01 February 2010

Where double flowers come from

Every wondered how plant breeders get from single flowers like this:


To big doubles full of petals like this?

(photo from jungle seeds)
Well, it starts with flowers like this:

Look closely (click on the image to expand it) in the center of each flower, and you can see little tiny specks of extra petals -- they're actually called "petaloids"
Here is what they look like carefully pulled out of each flower: (I highly recommend clicking on the photo to see them much larger)

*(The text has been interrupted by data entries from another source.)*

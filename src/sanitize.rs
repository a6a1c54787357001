//! Input sanitization.
//!
//! Everything a user types (or an imported file claims a user typed) passes
//! through here before it is stored. The sanitizer never fails: it strips,
//! truncates, and defaults rather than rejecting, because it sits on the
//! hot path of every keystroke and must also survive arbitrary imported
//! documents. Hard validation with user-visible errors lives in
//! [`crate::validate`].
//!
//! Entity-encoded input is decoded *before* the stripping pass, so
//! `&lt;script&gt;` payloads are caught by the same rules as literal ones.

use once_cell::sync::Lazy;
use regex::Regex;

use crate::models::NodeData;

/// Max length for labels, names, and return types.
pub const LABEL_MAX: usize = 200;
/// Max length for long free-text descriptions.
pub const DESCRIPTION_MAX: usize = 50_000;
/// Max length for one tag-list element.
pub const TAG_MAX: usize = 50;
/// Max number of elements kept in a tag-style list.
pub const TAG_LIST_MAX: usize = 50;
/// Max length for a custom file-type label.
pub const CUSTOM_TYPE_MAX: usize = 30;

static TAG_RE: Lazy<Regex> = Lazy::new(|| Regex::new(r"<[^>]*>").expect("valid regex"));
static SCHEME_RE: Lazy<Regex> =
    Lazy::new(|| Regex::new(r"(?i)javascript\s*:").expect("valid regex"));
static HANDLER_QUOTED_RE: Lazy<Regex> =
    Lazy::new(|| Regex::new(r#"(?i)\bon\w+\s*=\s*("[^"]*"|'[^']*')"#).expect("valid regex"));
static HANDLER_BARE_RE: Lazy<Regex> =
    Lazy::new(|| Regex::new(r"(?i)\bon\w+\s*=\s*[^\s>]*").expect("valid regex"));
static NEWLINES_RE: Lazy<Regex> = Lazy::new(|| Regex::new(r"[\r\n]+").expect("valid regex"));

/// Sanitize a short single-line value: node labels, function names,
/// return types, custom type tags.
pub fn sanitize_label(input: &str) -> String {
    sanitize_text(input, LABEL_MAX, false)
}

/// Sanitize long free text. Newlines survive; everything else follows the
/// label rules.
pub fn sanitize_description(input: &str) -> String {
    sanitize_text(input, DESCRIPTION_MAX, true)
}

/// Sanitize a tag-style list (tags, exports, params, tech stack): each
/// element cleaned as a short label, empties dropped, list capped.
pub fn sanitize_tags(tags: &[String]) -> Vec<String> {
    tags.iter()
        .map(|t| sanitize_text(t, TAG_MAX, false))
        .filter(|t| !t.is_empty())
        .take(TAG_LIST_MAX)
        .collect()
}

fn sanitize_text(input: &str, max_len: usize, keep_newlines: bool) -> String {
    let mut cleaned = decode_entities(input.trim());

    cleaned = strip_until_stable(&TAG_RE, cleaned);
    // Whatever the tag pass left behind must not contain delimiters at all;
    // a stray `<` could re-form a tag once concatenated downstream.
    cleaned.retain(|c| c != '<' && c != '>');

    cleaned = strip_until_stable(&SCHEME_RE, cleaned);
    cleaned = strip_until_stable(&HANDLER_QUOTED_RE, cleaned);
    cleaned = strip_until_stable(&HANDLER_BARE_RE, cleaned);

    if !keep_newlines {
        cleaned = NEWLINES_RE.replace_all(&cleaned, " ").into_owned();
    }

    cleaned.retain(|c| !is_disallowed_control(c));

    truncate_chars(&mut cleaned, max_len);
    cleaned.trim().to_string()
}

/// Remove every match, repeating until the pattern no longer occurs, so
/// payloads that reassemble after one removal pass are still caught.
fn strip_until_stable(re: &Regex, mut s: String) -> String {
    loop {
        let next = re.replace_all(&s, "").into_owned();
        if next == s {
            return s;
        }
        s = next;
    }
}

// Tabs and newlines are ordinary whitespace (labels have already had their
// newlines collapsed by this point); everything else in the control range
// is noise.
fn is_disallowed_control(c: char) -> bool {
    !matches!(c, '\t' | '\n' | '\r') && c.is_control()
}

fn truncate_chars(s: &mut String, max_len: usize) {
    if let Some((idx, _)) = s.char_indices().nth(max_len) {
        s.truncate(idx);
    }
}

/// Decode HTML entities (named subset plus numeric forms). Runs before the
/// stripping pass so encoded payloads don't slip through it.
fn decode_entities(input: &str) -> String {
    let mut out = String::with_capacity(input.len());
    let mut rest = input;
    while let Some(amp) = rest.find('&') {
        out.push_str(&rest[..amp]);
        rest = &rest[amp..];
        match decode_one_entity(rest) {
            Some((decoded, consumed)) => {
                out.push(decoded);
                rest = &rest[consumed..];
            }
            None => {
                out.push('&');
                rest = &rest[1..];
            }
        }
    }
    out.push_str(rest);
    out
}

/// Decode the entity at the start of `s` (which begins with `&`).
/// Returns the character and the number of bytes consumed.
fn decode_one_entity(s: &str) -> Option<(char, usize)> {
    let semi = s[1..].find(';').map(|i| i + 1)?;
    let body = &s[1..semi];
    if body.len() > 24 {
        return None;
    }
    let decoded = match body {
        "amp" => '&',
        "lt" => '<',
        "gt" => '>',
        "quot" => '"',
        "apos" => '\'',
        "nbsp" => ' ',
        _ => {
            let code = if let Some(hex) = body.strip_prefix("#x").or_else(|| body.strip_prefix("#X")) {
                u32::from_str_radix(hex, 16).ok()?
            } else if let Some(dec) = body.strip_prefix('#') {
                dec.parse::<u32>().ok()?
            } else {
                return None;
            };
            char::from_u32(code)?
        }
    };
    Some((decoded, semi + 1))
}

/// Sanitize every text field of a node's annotation bag in place.
///
/// Enum fields are already in their domain by the time they are typed
/// values (lenient deserialization coerces unknowns), so only text and
/// list fields need work here.
pub fn sanitize_node_data(data: &mut NodeData) {
    data.label = sanitize_label(&data.label);
    if let Some(desc) = data.description.take() {
        let cleaned = sanitize_description(&desc);
        if !cleaned.is_empty() {
            data.description = Some(cleaned);
        }
    }
    if let Some(returns) = data.returns.take() {
        let cleaned = sanitize_label(&returns);
        if !cleaned.is_empty() {
            data.returns = Some(cleaned);
        }
    }
    data.tags = sanitize_tags(&data.tags);
    data.exports = sanitize_tags(&data.exports);
    data.params = sanitize_tags(&data.params);
    data.tech_stack = sanitize_tags(&data.tech_stack);
}
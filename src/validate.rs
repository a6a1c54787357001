//! User-facing edit validation.
//!
//! The second of the two input layers: unlike [`crate::sanitize`], which
//! silently repairs anything, these checks reject a commit with a typed
//! error the editing UI can show inline (empty name, over-long field,
//! duplicate sibling name). Accepted values come back already sanitized, so
//! a caller that validates does not need to sanitize again.

use thiserror::Error;

use crate::sanitize;

/// A rejected edit. The field name is baked into the message so the UI can
/// surface it directly.
#[derive(Debug, Clone, PartialEq, Eq, Error)]
pub enum ValidationError {
    #[error("{0} cannot be empty")]
    FieldEmpty(&'static str),

    #[error("{0} must be {1} characters or less")]
    FieldTooLong(&'static str, usize),

    #[error("a node with this name already exists")]
    DuplicateName,
}

// Length is checked on the raw input: the sanitizer would truncate
// silently, and the point of this layer is to tell the user instead.
fn require(
    field: &'static str,
    value: &str,
    max_len: usize,
) -> Result<String, ValidationError> {
    if value.trim().chars().count() > max_len {
        return Err(ValidationError::FieldTooLong(field, max_len));
    }
    let cleaned = sanitize::sanitize_label(value);
    if cleaned.is_empty() {
        return Err(ValidationError::FieldEmpty(field));
    }
    Ok(cleaned)
}

/// Validate a node label (project, component, file names).
pub fn validate_label(label: &str) -> Result<String, ValidationError> {
    require("name", label, sanitize::LABEL_MAX)
}

/// Validate a function name.
pub fn validate_function_name(name: &str) -> Result<String, ValidationError> {
    require("function name", name, sanitize::LABEL_MAX)
}

/// Validate a description. Empty is fine; only the cap is enforced.
pub fn validate_description(description: &str) -> Result<String, ValidationError> {
    if description.trim().chars().count() > sanitize::DESCRIPTION_MAX {
        return Err(ValidationError::FieldTooLong(
            "description",
            sanitize::DESCRIPTION_MAX,
        ));
    }
    Ok(sanitize::sanitize_description(description))
}

/// Validate a custom file-type tag.
pub fn validate_custom_file_type(file_type: &str) -> Result<String, ValidationError> {
    require("file type", file_type, sanitize::CUSTOM_TYPE_MAX)
}

/// Reject a name already used (case-insensitively) within the same sibling
/// scope.
pub fn validate_unique_name<'a>(
    name: &str,
    existing: impl IntoIterator<Item = &'a str>,
) -> Result<(), ValidationError> {
    let normalized = name.trim().to_lowercase();
    if existing
        .into_iter()
        .any(|e| e.to_lowercase() == normalized)
    {
        return Err(ValidationError::DuplicateName);
    }
    Ok(())
}

#[cfg(test)]
mod tests {
    use super::*;

    #[test]
    fn empty_labels_are_rejected() {
        assert_eq!(
            validate_label("   "),
            Err(ValidationError::FieldEmpty("name"))
        );
        // A label that sanitizes down to nothing is empty too.
        assert_eq!(
            validate_label("<script></script>"),
            Err(ValidationError::FieldEmpty("name"))
        );
    }

    #[test]
    fn accepted_labels_come_back_sanitized() {
        assert_eq!(validate_label("  <b>Auth</b>  ").unwrap(), "Auth");
    }

    #[test]
    fn custom_file_types_have_a_tighter_cap() {
        let long = "x".repeat(31);
        assert_eq!(
            validate_custom_file_type(&long),
            Err(ValidationError::FieldTooLong("file type", 30))
        );
        assert_eq!(validate_custom_file_type("proto").unwrap(), "proto");
    }

    #[test]
    fn duplicate_names_match_case_insensitively() {
        let existing = ["AuthService.ts", "api.ts"];
        assert_eq!(
            validate_unique_name("authservice.ts", existing),
            Err(ValidationError::DuplicateName)
        );
        assert!(validate_unique_name("session.ts", existing).is_ok());
    }
}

At far right is a normal stamen -- the male part of the flower that produces pollen. The others are in various stages of conversion into petals. Keep going with this, and you get the full, frilly, double flowers you see in the second pictures. It only takes a very small change in the expression of a single gene to switch an anther to a petal -- so double versions of flowers pop up randomly all the time in nature due to random mutations, or in the genetic confusion of hybrids between species (which is what lead to the petaloids in these pictures). In the wild, of course, double flowers die out because they are usually virtually sterile -- and even when they aren't how is a bee supposed to get in there and pollinate them? But in the garden, we treasure them and keep them alive -- so much so that many people don't even realize that the classic rose:


Is a double version of a very simple flower with only five petals like this:
 

3 comments:

Matt DiLeo said...

Do you know if different alleles produce different levels of petal duplication? Don't most roses have a somewhat intermediate phenotype and still have stamens?

Joseph said...

Mat, yes, there are a huge range of different doubling phenotypes, including most modern roses which do have some fertile stamens. Almost certainly all doubling is caused by some changes to the ABC genes, though the actual genetics haven't been worked out for almost anything except arabidopsis. Most likely, roses and these petunias are caused be a change in expression pattern, not a loss of function.

Dirty Girl Gardening said...

Great post... I have some double petaled daffodils growing wild on my farm. They put the single petaled daff's to shame.